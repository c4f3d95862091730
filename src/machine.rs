use {
    crate::{
        config::Config,
        data::{DataInst, DataMode},
        elem::{ElemInst, ElemMode},
        exec,
        extern_val::ExternVal,
        func::{FuncInst, WasmFunc},
        instance::{ConstEvaluator, InstanceAddrs, ModuleInstance},
        instr::Expression,
        module::Module,
        store::{FuncAddr, Store},
        trap::Trap,
        val::{Ref, Val},
    },
    std::{error, fmt, sync::Arc},
    tracing::debug,
};

/// The phase of instantiation that failed.
#[derive(Clone, Copy, Debug, Eq, Hash, PartialEq)]
pub enum InstantiationErrorSource {
    /// The module or its imports were rejected, or an active segment did not fit.
    Linking,
    /// The start function trapped.
    StartFunction,
}

/// An error returned by [`AbstractMachine::instantiate`].
#[derive(Clone, Debug, Eq, PartialEq)]
pub struct InstantiationError {
    pub source: InstantiationErrorSource,
    pub message: String,
    /// The trap that caused the failure, if any.
    pub trap: Option<Trap>,
}

impl InstantiationError {
    fn linking(message: impl Into<String>) -> Self {
        Self {
            source: InstantiationErrorSource::Linking,
            message: message.into(),
            trap: None,
        }
    }

    fn trapped(source: InstantiationErrorSource, trap: Trap) -> Self {
        Self {
            source,
            message: trap.reason(),
            trap: Some(trap),
        }
    }
}

impl fmt::Display for InstantiationError {
    fn fmt(&self, f: &mut fmt::Formatter<'_>) -> fmt::Result {
        match self.source {
            InstantiationErrorSource::Linking => write!(f, "linking failed: {}", self.message),
            InstantiationErrorSource::StartFunction => {
                write!(f, "start function failed: {}", self.message)
            }
        }
    }
}

impl error::Error for InstantiationError {}

/// A [`Store`] together with the [`Config`] that governs execution against it.
///
/// This is the entry point for running modules: instantiate them with
/// [`instantiate`](Self::instantiate), then call their functions with [`invoke`](Self::invoke).
#[derive(Debug, Default)]
pub struct AbstractMachine {
    store: Store,
    config: Config,
}

impl AbstractMachine {
    /// Creates an [`AbstractMachine`] with an empty [`Store`] and the default [`Config`].
    pub fn new() -> Self {
        Self::default()
    }

    pub fn with_config(config: Config) -> Self {
        Self {
            store: Store::new(),
            config,
        }
    }

    pub fn config(&self) -> &Config {
        &self.config
    }

    pub fn store(&self) -> &Store {
        &self.store
    }

    pub fn store_mut(&mut self) -> &mut Store {
        &mut self.store
    }

    /// Instantiates `module` against `imports`, one value per import in declaration order.
    ///
    /// Objects are allocated in namespace order: imports first, then the functions, tables,
    /// memories, globals and tags the module defines. Active segments are copied afterwards,
    /// and the start function runs last.
    ///
    /// # Errors
    ///
    /// - [`InstantiationErrorSource::Linking`] if the module is invalid, if an import does not
    ///   match the type the module requires, or if an active segment is out of bounds. In the
    ///   last case, everything allocated up to that point stays in the [`Store`].
    /// - [`InstantiationErrorSource::StartFunction`] if the start function traps.
    pub fn instantiate(
        &mut self,
        module: &Arc<Module>,
        imports: &[ExternVal],
    ) -> Result<Arc<ModuleInstance>, InstantiationError> {
        module
            .validate()
            .map_err(|error| InstantiationError::linking(format!("invalid module: {}", error)))?;
        if imports.len() != module.imports().len() {
            return Err(InstantiationError::linking(format!(
                "expected {} imports, got {}",
                module.imports().len(),
                imports.len()
            )));
        }

        let mut addrs = InstanceAddrs::default();
        for (import, &val) in module.imports().iter().zip(imports) {
            let matches = match (self.store.extern_type(val), module.import_type(&import.desc)) {
                (Some(actual), Some(required)) => actual.matches(&required),
                _ => false,
            };
            if !matches {
                return Err(InstantiationError::linking(format!(
                    "incompatible import type for {}::{}",
                    import.module, import.name
                )));
            }
            match val {
                ExternVal::Func(addr) => addrs.funcs.push(addr),
                ExternVal::Table(addr) => addrs.tables.push(addr),
                ExternVal::Mem(addr) => addrs.mems.push(addr),
                ExternVal::Global(addr) => addrs.globals.push(addr),
                ExternVal::Tag(addr) => addrs.tags.push(addr),
            }
        }

        // Defined functions can only be allocated once the instance exists, but constant
        // expressions may already refer to them.
        let first_func = self.store.func_count();
        addrs.funcs.extend(
            (0..module.functions().len()).map(|idx| FuncAddr::new((first_func + idx) as u32)),
        );
        for &type_ in module.tables() {
            let addr = self
                .store
                .alloc_table(type_, Ref::null(type_.elem))
                .map_err(|error| InstantiationError::linking(error.to_string()))?;
            addrs.tables.push(addr);
        }
        for &type_ in module.memories() {
            addrs.mems.push(self.store.alloc_mem(type_));
        }
        for global in module.globals() {
            let val = self.evaluator(&addrs).eval(&global.init);
            let addr = self
                .store
                .alloc_global(global.type_, val)
                .map_err(|error| InstantiationError::linking(error.to_string()))?;
            addrs.globals.push(addr);
        }
        for tag in module.tags() {
            let type_ = module.types()[tag.type_idx.to_usize()].clone();
            addrs.tags.push(self.store.alloc_tag(tag.attribute, type_));
        }
        for element in module.elements() {
            let evaluator = self.evaluator(&addrs);
            let refs = element
                .init
                .iter()
                .map(|expr| {
                    evaluator
                        .eval(expr)
                        .to_ref()
                        .expect("element expression yields a reference")
                })
                .collect();
            addrs
                .elems
                .push(self.store.alloc_elem(ElemInst::new(element.type_, refs)));
        }
        for data in module.data() {
            addrs
                .datas
                .push(self.store.alloc_data(DataInst::new(data.init.clone())));
        }

        let instance = Arc::new(ModuleInstance::new(module.clone(), addrs));
        for (code_idx, type_idx) in module.functions().iter().enumerate() {
            let type_ = module.types()[type_idx.to_usize()].clone();
            self.store.alloc_func(FuncInst::Wasm(WasmFunc::new(
                type_,
                instance.clone(),
                code_idx,
            )));
        }

        self.init_elems(module, &instance)?;
        self.init_datas(module, &instance)?;
        debug!(
            imports = imports.len(),
            funcs = module.functions().len(),
            "instantiated module"
        );

        if let Some(start) = module.start() {
            let func = instance.func_addr(start).expect("start function is defined");
            self.invoke(func, &[])
                .map_err(|trap| InstantiationError::trapped(InstantiationErrorSource::StartFunction, trap))?;
        }
        Ok(instance)
    }

    fn evaluator<'a>(&'a self, addrs: &'a InstanceAddrs) -> ConstEvaluator<'a> {
        ConstEvaluator {
            store: &self.store,
            funcs: &addrs.funcs,
            globals: &addrs.globals,
        }
    }

    fn offset(&self, instance: &ModuleInstance, expr: &Expression) -> u32 {
        let evaluator = ConstEvaluator {
            store: &self.store,
            funcs: instance.func_addrs(),
            globals: instance.global_addrs(),
        };
        evaluator
            .eval(expr)
            .to_i32()
            .expect("offset expression yields an i32") as u32
    }

    fn init_elems(&mut self, module: &Module, instance: &ModuleInstance) -> Result<(), InstantiationError> {
        for (idx, element) in module.elements().iter().enumerate() {
            let elem_addr = instance.addrs().elems[idx];
            match &element.mode {
                ElemMode::Active { table, offset } => {
                    let offset = self.offset(instance, offset);
                    let table_addr = instance.table_addr(*table).expect("table is defined");
                    let (table, elem) = self
                        .store
                        .table_and_elem_mut(table_addr, elem_addr)
                        .expect("table and element segment are allocated");
                    let count = elem.refs().len() as u32;
                    table
                        .init(offset, elem.refs(), 0, count)
                        .map_err(|trap| InstantiationError::trapped(InstantiationErrorSource::Linking, trap))?;
                }
                ElemMode::Declarative => {}
                ElemMode::Passive => continue,
            }
            self.store
                .elem_mut(elem_addr)
                .expect("element segment is allocated")
                .drop_refs();
        }
        Ok(())
    }

    fn init_datas(&mut self, module: &Module, instance: &ModuleInstance) -> Result<(), InstantiationError> {
        for (idx, data) in module.data().iter().enumerate() {
            let DataMode::Active { mem, offset } = &data.mode else {
                continue;
            };
            let data_addr = instance.addrs().datas[idx];
            let offset = self.offset(instance, offset);
            let mem_addr = instance.mem_addr(*mem).expect("memory is defined");
            let (mem, data) = self
                .store
                .mem_and_data_mut(mem_addr, data_addr)
                .expect("memory and data segment are allocated");
            let count = data.bytes().len() as u32;
            mem.init(offset, data.bytes(), 0, count)
                .map_err(|trap| InstantiationError::trapped(InstantiationErrorSource::Linking, trap))?;
            self.store
                .data_mut(data_addr)
                .expect("data segment is allocated")
                .drop_bytes();
        }
        Ok(())
    }

    /// Calls the function at `func` with `args` and returns its results.
    ///
    /// # Errors
    ///
    /// If the arguments do not match the function type, or if execution traps.
    pub fn invoke(&mut self, func: FuncAddr, args: &[Val]) -> Result<Vec<Val>, Trap> {
        exec::invoke(&mut self.store, &self.config, func, args)
    }
}

#[cfg(test)]
mod tests {
    use {
        super::*,
        crate::{
            func::FuncType,
            global::{GlobalType, Mut},
            val::ValType,
        },
    };

    #[test]
    fn host_functions_can_be_invoked_directly() {
        let mut machine = AbstractMachine::new();
        let type_ = FuncType::new([ValType::I32, ValType::I32], [ValType::I32]);
        let add = machine.store_mut().alloc_host_func("add", type_, |_, args| {
            let (x, y) = (args[0].to_i32().unwrap_or(0), args[1].to_i32().unwrap_or(0));
            Ok(vec![Val::I32(x.wrapping_add(y))])
        });
        assert_eq!(machine.invoke(add, &[Val::I32(40), Val::I32(2)]), Ok(vec![Val::I32(42)]));
    }

    #[test]
    fn invoke_rejects_mismatched_arguments() {
        let mut machine = AbstractMachine::new();
        let type_ = FuncType::new([ValType::I32], []);
        let func = machine
            .store_mut()
            .alloc_host_func("f", type_, |_, _| Ok(Vec::new()));
        assert!(matches!(
            machine.invoke(func, &[Val::I64(1)]),
            Err(Trap::InvalidArguments(_))
        ));
        assert!(matches!(machine.invoke(func, &[]), Err(Trap::InvalidArguments(_))));
    }

    #[test]
    fn host_results_are_type_checked() {
        let mut machine = AbstractMachine::new();
        let type_ = FuncType::new([], [ValType::I32]);
        let func = machine
            .store_mut()
            .alloc_host_func("f", type_, |_, _| Ok(vec![Val::F32(1.0)]));
        assert!(matches!(machine.invoke(func, &[]), Err(Trap::Host(_))));
    }

    #[test]
    fn import_count_must_match() {
        let mut machine = AbstractMachine::new();
        let global = machine
            .store_mut()
            .alloc_global(GlobalType::new(ValType::I32, Mut::Const), Val::I32(0))
            .unwrap();
        let module = Arc::new(Module::default());
        let error = machine
            .instantiate(&module, &[ExternVal::Global(global)])
            .unwrap_err();
        assert_eq!(error.source, InstantiationErrorSource::Linking);
    }
}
● ● ● ●
▶ [Task requirements]
Report the count of lines in the listing above that include "failed", and nothing more.

▶ [Your solution]
3